** Problem to work on **
From the entries below, copy every line that has the word "report".

** Supplied records **

------------------------------------------------

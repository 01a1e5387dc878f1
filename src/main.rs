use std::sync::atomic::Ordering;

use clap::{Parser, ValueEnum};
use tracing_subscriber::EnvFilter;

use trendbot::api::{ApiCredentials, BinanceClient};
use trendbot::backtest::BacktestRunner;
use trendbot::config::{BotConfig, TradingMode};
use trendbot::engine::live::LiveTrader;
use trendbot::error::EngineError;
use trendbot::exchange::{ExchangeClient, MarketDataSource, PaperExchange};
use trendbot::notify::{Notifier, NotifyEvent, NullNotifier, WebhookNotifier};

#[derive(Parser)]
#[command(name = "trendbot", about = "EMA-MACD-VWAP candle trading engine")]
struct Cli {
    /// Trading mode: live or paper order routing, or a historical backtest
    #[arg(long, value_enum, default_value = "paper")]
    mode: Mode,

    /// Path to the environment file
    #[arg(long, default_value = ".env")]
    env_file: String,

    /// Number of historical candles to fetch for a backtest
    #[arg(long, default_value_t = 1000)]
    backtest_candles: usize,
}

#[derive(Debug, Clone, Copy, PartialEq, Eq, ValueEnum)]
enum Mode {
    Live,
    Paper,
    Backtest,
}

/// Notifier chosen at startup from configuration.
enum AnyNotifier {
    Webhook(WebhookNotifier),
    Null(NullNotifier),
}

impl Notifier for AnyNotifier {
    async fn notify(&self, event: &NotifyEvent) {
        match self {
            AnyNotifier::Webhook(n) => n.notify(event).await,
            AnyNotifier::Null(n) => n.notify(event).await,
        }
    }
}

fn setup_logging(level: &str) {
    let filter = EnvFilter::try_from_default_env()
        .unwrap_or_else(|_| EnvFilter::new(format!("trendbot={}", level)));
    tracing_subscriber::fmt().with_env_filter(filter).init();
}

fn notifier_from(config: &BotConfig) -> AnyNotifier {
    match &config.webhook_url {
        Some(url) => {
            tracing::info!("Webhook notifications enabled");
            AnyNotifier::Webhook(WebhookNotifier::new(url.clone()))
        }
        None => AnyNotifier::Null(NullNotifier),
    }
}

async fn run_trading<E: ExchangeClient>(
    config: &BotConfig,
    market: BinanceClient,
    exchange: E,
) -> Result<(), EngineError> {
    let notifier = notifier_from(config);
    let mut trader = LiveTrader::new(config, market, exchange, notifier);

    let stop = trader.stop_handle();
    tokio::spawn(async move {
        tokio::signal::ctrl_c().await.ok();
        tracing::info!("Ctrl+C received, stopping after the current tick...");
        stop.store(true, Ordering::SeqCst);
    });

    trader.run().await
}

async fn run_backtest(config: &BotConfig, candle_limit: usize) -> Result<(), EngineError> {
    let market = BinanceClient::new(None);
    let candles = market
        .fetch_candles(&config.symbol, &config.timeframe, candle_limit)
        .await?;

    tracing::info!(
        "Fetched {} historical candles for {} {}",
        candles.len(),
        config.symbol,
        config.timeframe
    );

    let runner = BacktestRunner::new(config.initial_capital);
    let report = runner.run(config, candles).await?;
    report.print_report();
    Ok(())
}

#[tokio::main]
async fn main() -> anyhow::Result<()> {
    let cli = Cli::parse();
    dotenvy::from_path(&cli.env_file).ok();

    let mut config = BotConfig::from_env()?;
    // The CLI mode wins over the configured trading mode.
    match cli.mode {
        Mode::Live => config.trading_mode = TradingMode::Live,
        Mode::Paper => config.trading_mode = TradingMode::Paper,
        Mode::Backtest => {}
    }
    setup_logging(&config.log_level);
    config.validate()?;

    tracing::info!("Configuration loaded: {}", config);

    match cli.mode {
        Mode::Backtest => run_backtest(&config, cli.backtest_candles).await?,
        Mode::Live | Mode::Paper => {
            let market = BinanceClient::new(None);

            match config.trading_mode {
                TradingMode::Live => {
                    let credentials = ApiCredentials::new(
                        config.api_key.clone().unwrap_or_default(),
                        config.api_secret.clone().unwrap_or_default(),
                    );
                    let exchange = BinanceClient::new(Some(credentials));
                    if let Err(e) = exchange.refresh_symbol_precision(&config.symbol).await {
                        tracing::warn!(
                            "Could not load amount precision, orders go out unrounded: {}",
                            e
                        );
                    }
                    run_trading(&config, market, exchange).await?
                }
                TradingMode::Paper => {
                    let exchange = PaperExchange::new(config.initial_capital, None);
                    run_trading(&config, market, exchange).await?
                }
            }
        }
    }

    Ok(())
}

------------------------------------------------

** Response for this exercise **
    let report = runner.run(config, candles).await?;
    report.print_report();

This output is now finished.